◆ **Your goal**: Restate the data that follows exactly as it stands, beginning with the first line and ending with the line that contains "an explicit dimension.".

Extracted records
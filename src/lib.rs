//! # gridbin
//!
//! `gridbin` is a Rust library for binning points in an N-dimensional space onto a regular
//! rectilinear grid, designed to be used in Rust as well as compiled to WebAssembly (WASM).
//! The result is a histogram or density map plus the coordinate axes describing its extent.
//!
//! ## Features
//!
//! - **Any dimensionality**: points are flat coordinate buffers with an explicit dimension.
//! - **Auto-fit or fixed framing**: fit the grid to the data, or grid a caller-specified box
//!   and discard everything outside it.
//! - **Anisotropic voxels**: a shared voxel length or one per axis.
//! - **Multi-property accumulation**: count points or sum any number of values per point.
//! - **Densities**: optionally divide totals by the voxel volume.
//! - **Parallel accumulation**: swap in [`ParallelAccumulator`] for large point sets.
//!
//! ## Example
//!
//! ```
//! use gridbin::{build_grid, BoundaryPolicy, GridOptions, PointSet, ValueSet};
//!
//! let points = PointSet::from_points(&[[0.0], [0.0], [1.0]]);
//! let values = ValueSet::from_rows(&[[1.0, 10.0], [2.0, 20.0], [3.0, 30.0]]);
//! let options = GridOptions::new()
//!     .fixed([2.0])
//!     .center(vec![1.0])
//!     .boundary(BoundaryPolicy::HalfOpen);
//!
//! let (grid, axes) = build_grid(&points, Some(&values), &options).unwrap();
//! assert_eq!(grid.shape(), vec![2, 2]);
//! assert_eq!(grid.get(&[0]), Some(&[3.0, 30.0][..]));
//! assert_eq!(axes[0].centers(), &[0.5, 1.5]);
//! ```
//!
//! ## Main Interface
//!
//! The primary entry point is [`build_grid`], or [`GridBuilder`] to choose the accumulator.

mod accumulate;
mod axes;
mod bounds;
mod builder;
mod error;
mod extent;
mod geometry;
mod grid;
mod options;
mod points;
mod wasm;

pub use accumulate::Accumulator;
pub use accumulate::ParallelAccumulator;
pub use accumulate::SerialAccumulator;
pub use axes::Axis;
pub use bounds::BoundingBox;
pub use builder::build_grid;
pub use builder::GridBuilder;
pub use error::GridError;
pub use error::GridResult;
pub use extent::Extent;
pub use geometry::Framing;
pub use geometry::GridGeometry;
pub use grid::Grid;
pub use options::BoundaryPolicy;
pub use options::GridOptions;
pub use points::PointSet;
pub use points::ValueSet;
pub use points::Weights;
use gridbin::{build_grid, GridOptions, PointSet};
use plotters::prelude::*;
use rand::Rng;

fn main() -> Result<(), Box<dyn std::error::Error>> {
    run_example("density_fitted.svg", GridOptions::new().voxel_length(2.5).density(true))?;
    run_example(
        "density_fixed.svg",
        GridOptions::new().voxel_length([2.0, 4.0]).fixed(60.0).center(vec![50.0, 50.0]).density(true),
    )?;
    Ok(())
}

/// Two blobs of points, each a sum of uniform draws so they peak in the middle.
fn generate_points(count: usize) -> Vec<f64> {
    let mut rng = rand::thread_rng();
    let mut coords = Vec::with_capacity(count * 2);
    for i in 0..count {
        let (cx, cy) = if i % 3 == 0 { (30.0, 35.0) } else { (62.0, 60.0) };
        let dx: f64 = (0..4).map(|_| rng.gen_range(-10.0..10.0)).sum();
        let dy: f64 = (0..4).map(|_| rng.gen_range(-10.0..10.0)).sum();
        coords.push(cx + dx);
        coords.push(cy + dy);
    }
    coords
}

fn heat(t: f64) -> RGBColor {
    let t = t.clamp(0.0, 1.0);
    RGBColor(
        (255.0 * t.sqrt()) as u8,
        (255.0 * t.powi(3)) as u8,
        (255.0 * (1.0 - t) * 0.6) as u8,
    )
}

fn run_example(filename: &str, options: GridOptions) -> Result<(), Box<dyn std::error::Error>> {
    let coords = generate_points(20_000);
    let points = PointSet::new(&coords, 2)?;
    let (grid, axes) = build_grid(&points, None, &options)?;

    let x_edges = axes[0].edges();
    let y_edges = axes[1].edges();
    let max = grid.as_slice().iter().cloned().fold(0.0, f64::max);

    let root = SVGBackend::new(filename, (1024, 1024)).into_drawing_area();
    root.fill(&WHITE)?;

    let mut chart = ChartBuilder::on(&root)
        .margin(20)
        .x_label_area_size(40)
        .y_label_area_size(40)
        .build_cartesian_2d(x_edges[0]..x_edges[x_edges.len() - 1], y_edges[0]..y_edges[y_edges.len() - 1])?;
    chart.configure_mesh().disable_mesh().draw()?;

    // Draw voxels
    chart.draw_series(grid.cells().map(|(index, values)| {
        let (i, j) = (index[0], index[1]);
        Rectangle::new(
            [(x_edges[i], y_edges[j]), (x_edges[i + 1], y_edges[j + 1])],
            heat(values[0] / max).filled(),
        )
    }))?;

    root.present()?;
    println!("Output saved to {} ({:?} voxels, peak density {:.3})", filename, grid.spatial_shape(), max);
    Ok(())
}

◆ **Result of this exercise**:
filename src/lib.rs
//! # gridbin
//!
//! `gridbin` is a Rust library for binning points in an N-dimensional space onto a regular
//! rectilinear grid, designed to be used in Rust as well as compiled to WebAssembly (WASM).
//! The result is a histogram or density map plus the coordinate axes describing its extent.
//!
//! ## Features
//!
//! - **Any dimensionality**: points are flat coordinate buffers with an explicit dimension.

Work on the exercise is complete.